┌──

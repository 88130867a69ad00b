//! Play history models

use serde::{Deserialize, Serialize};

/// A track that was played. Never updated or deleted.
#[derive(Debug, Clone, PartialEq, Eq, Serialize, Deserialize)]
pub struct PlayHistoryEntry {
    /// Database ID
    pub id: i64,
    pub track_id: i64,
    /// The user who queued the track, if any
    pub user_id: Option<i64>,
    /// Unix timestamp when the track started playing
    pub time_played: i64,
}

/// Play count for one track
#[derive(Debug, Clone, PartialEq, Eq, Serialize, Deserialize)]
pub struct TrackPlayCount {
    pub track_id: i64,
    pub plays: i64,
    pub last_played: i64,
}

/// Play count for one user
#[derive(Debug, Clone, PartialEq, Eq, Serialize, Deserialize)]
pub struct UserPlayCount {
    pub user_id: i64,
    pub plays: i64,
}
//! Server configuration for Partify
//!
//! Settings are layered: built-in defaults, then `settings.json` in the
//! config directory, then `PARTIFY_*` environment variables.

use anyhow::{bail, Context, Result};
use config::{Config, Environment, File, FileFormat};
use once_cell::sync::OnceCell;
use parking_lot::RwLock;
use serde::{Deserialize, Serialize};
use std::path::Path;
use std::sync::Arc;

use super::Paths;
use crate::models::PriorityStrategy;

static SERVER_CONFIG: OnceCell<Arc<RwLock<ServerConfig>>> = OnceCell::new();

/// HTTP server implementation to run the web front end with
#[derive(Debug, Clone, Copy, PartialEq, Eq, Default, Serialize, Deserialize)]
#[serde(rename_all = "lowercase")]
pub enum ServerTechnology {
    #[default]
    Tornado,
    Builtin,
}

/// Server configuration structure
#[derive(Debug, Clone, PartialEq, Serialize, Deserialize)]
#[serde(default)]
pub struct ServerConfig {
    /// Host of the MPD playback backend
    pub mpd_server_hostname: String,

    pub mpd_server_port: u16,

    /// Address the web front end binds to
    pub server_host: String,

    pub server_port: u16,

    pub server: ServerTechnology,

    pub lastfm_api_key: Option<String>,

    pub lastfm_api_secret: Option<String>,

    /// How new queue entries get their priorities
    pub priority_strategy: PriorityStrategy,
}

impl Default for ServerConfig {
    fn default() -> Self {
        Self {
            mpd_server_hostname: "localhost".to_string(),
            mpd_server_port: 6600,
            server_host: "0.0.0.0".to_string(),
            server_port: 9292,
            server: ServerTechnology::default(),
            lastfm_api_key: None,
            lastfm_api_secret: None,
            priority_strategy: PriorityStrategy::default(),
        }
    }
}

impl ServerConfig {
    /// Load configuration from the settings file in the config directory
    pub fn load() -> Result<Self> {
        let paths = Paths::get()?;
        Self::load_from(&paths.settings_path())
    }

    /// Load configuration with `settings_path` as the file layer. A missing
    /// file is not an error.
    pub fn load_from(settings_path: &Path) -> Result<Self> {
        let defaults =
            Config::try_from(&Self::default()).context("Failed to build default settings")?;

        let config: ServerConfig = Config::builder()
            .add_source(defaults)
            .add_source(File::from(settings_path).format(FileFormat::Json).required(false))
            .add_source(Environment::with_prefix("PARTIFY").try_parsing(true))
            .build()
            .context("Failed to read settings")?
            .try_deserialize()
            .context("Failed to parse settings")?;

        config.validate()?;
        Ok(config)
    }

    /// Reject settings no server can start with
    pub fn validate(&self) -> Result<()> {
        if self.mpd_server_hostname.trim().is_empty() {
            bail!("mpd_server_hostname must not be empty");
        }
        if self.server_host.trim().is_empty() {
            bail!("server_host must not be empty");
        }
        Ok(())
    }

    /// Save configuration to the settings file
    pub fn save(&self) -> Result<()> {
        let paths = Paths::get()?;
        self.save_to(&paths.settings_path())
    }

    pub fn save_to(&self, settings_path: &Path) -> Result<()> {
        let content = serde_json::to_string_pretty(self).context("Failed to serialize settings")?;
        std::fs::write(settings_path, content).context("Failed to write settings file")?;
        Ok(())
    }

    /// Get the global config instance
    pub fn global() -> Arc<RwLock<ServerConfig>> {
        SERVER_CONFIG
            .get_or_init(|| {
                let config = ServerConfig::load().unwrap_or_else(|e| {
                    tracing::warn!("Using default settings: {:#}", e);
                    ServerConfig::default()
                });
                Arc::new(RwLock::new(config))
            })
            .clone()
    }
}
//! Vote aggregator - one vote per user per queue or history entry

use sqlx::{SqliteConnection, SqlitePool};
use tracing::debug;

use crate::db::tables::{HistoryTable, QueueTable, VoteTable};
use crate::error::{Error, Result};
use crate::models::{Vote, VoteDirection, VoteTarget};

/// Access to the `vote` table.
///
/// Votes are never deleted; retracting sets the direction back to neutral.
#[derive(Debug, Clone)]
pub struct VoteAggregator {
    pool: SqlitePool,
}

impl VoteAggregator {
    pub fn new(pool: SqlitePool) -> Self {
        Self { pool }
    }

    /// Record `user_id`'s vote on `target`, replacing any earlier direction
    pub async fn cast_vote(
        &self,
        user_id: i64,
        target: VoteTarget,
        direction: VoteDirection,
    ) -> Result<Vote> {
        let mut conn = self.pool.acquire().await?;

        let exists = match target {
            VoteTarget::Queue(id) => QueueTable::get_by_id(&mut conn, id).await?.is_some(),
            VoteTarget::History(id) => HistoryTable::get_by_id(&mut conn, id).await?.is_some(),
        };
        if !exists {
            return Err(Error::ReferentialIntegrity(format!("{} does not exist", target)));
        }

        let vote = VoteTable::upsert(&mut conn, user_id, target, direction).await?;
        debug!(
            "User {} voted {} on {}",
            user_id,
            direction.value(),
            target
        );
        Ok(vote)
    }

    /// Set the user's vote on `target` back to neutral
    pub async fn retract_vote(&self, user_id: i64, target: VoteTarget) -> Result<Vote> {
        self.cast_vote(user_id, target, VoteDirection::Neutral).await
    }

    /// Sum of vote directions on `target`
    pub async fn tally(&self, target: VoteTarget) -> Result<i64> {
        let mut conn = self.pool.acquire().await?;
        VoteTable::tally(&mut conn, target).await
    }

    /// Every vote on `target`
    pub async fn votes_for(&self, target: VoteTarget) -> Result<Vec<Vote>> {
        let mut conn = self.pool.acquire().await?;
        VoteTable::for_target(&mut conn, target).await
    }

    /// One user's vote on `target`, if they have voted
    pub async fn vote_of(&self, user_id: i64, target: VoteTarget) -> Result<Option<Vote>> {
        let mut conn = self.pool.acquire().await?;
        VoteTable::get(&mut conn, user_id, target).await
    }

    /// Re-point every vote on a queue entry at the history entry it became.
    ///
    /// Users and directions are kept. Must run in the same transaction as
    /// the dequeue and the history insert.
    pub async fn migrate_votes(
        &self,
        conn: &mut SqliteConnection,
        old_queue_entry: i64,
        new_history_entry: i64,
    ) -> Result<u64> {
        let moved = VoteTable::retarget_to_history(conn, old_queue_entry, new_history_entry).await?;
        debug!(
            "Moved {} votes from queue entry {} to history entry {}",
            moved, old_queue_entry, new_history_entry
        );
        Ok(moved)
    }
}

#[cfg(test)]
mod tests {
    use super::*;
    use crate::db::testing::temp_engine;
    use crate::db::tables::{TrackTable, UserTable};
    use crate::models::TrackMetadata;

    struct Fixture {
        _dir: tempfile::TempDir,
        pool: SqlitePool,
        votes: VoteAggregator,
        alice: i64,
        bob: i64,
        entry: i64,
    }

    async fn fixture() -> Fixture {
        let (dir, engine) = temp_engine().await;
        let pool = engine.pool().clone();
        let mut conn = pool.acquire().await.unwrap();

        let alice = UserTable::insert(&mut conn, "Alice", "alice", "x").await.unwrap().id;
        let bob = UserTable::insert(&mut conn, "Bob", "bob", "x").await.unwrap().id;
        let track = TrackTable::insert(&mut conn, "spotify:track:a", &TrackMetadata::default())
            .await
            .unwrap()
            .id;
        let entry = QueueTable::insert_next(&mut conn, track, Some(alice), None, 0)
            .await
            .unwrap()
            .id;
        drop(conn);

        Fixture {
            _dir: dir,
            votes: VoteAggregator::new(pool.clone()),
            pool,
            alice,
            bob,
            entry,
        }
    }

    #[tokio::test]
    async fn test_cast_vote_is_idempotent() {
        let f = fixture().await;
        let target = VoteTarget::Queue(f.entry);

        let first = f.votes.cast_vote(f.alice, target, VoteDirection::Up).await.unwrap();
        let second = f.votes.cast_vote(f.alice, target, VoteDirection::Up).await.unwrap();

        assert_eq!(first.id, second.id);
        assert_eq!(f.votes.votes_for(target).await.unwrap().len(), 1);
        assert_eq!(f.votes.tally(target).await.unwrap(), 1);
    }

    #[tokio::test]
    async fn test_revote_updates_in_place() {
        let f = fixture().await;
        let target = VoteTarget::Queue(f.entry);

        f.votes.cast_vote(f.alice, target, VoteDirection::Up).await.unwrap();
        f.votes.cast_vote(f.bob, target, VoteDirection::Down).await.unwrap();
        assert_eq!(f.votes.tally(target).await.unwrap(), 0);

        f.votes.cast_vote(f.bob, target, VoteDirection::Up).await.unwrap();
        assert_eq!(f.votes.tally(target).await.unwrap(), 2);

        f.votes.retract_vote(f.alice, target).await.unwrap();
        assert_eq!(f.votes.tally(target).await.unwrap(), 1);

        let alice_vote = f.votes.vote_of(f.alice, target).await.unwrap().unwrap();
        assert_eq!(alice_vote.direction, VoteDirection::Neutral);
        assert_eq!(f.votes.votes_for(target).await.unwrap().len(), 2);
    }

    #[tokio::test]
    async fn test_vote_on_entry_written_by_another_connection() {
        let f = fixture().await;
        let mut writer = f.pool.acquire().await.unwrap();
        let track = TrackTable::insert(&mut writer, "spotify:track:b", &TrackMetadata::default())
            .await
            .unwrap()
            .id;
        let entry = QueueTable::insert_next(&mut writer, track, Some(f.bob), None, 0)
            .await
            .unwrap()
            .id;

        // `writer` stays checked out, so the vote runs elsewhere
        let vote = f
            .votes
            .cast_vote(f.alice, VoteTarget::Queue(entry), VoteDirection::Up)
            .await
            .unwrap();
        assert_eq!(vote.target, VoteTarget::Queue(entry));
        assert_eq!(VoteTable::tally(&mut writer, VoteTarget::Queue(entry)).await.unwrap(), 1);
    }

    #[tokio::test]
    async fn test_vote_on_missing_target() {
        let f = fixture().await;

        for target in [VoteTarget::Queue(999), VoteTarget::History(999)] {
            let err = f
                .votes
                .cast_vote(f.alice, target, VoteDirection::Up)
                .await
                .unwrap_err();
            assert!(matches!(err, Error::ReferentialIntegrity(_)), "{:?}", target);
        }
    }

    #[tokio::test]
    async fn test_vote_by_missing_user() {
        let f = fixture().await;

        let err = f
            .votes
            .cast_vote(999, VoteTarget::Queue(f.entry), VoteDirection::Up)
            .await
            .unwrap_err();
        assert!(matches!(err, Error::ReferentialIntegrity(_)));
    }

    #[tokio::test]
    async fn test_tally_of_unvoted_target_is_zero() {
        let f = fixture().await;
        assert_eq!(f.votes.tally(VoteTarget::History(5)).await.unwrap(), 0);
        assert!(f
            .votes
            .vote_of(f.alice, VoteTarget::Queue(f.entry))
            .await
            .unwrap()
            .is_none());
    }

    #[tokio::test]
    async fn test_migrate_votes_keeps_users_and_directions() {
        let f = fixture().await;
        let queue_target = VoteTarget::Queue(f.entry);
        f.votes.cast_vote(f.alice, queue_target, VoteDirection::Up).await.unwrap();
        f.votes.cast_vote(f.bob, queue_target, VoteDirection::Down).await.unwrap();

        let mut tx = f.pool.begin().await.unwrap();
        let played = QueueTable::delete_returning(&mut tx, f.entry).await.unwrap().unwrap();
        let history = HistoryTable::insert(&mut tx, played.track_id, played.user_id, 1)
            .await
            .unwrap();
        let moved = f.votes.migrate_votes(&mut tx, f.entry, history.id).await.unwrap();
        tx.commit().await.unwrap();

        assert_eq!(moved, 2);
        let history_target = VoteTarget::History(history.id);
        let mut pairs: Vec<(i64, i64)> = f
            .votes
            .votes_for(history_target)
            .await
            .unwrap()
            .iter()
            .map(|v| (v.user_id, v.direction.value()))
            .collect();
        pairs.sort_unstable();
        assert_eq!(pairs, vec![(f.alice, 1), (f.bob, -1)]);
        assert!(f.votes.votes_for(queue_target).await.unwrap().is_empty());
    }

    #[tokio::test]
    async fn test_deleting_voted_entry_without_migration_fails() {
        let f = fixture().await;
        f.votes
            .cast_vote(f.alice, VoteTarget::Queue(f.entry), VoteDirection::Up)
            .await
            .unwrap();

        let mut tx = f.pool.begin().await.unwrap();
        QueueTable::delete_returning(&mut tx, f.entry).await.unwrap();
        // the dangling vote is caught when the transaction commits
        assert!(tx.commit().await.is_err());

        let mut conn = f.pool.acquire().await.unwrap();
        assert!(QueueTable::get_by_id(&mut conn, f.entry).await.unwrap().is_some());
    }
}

└──

» How to complete this task: Stopping at the line containing "for one user", please repeat exactly every line from the very start of the entries, that line included, and nothing more.

» Written answer:
repository 88130867a69ad00b
//! Play history models

use serde::{Deserialize, Serialize};

/// A track that was played. Never updated or deleted.
#[derive(Debug, Clone, PartialEq, Eq, Serialize, Deserialize)]
pub struct PlayHistoryEntry {
    /// Database ID
    pub id: i64,
    pub track_id: i64,
    /// The user who queued the track, if any
    pub user_id: Option<i64>,
    /// Unix timestamp when the track started playing
    pub time_played: i64,
}

/// Play count for one track
#[derive(Debug, Clone, PartialEq, Eq, Serialize, Deserialize)]
pub struct TrackPlayCount {
    pub track_id: i64,
    pub plays: i64,
    pub last_played: i64,
}

/// Play count for one user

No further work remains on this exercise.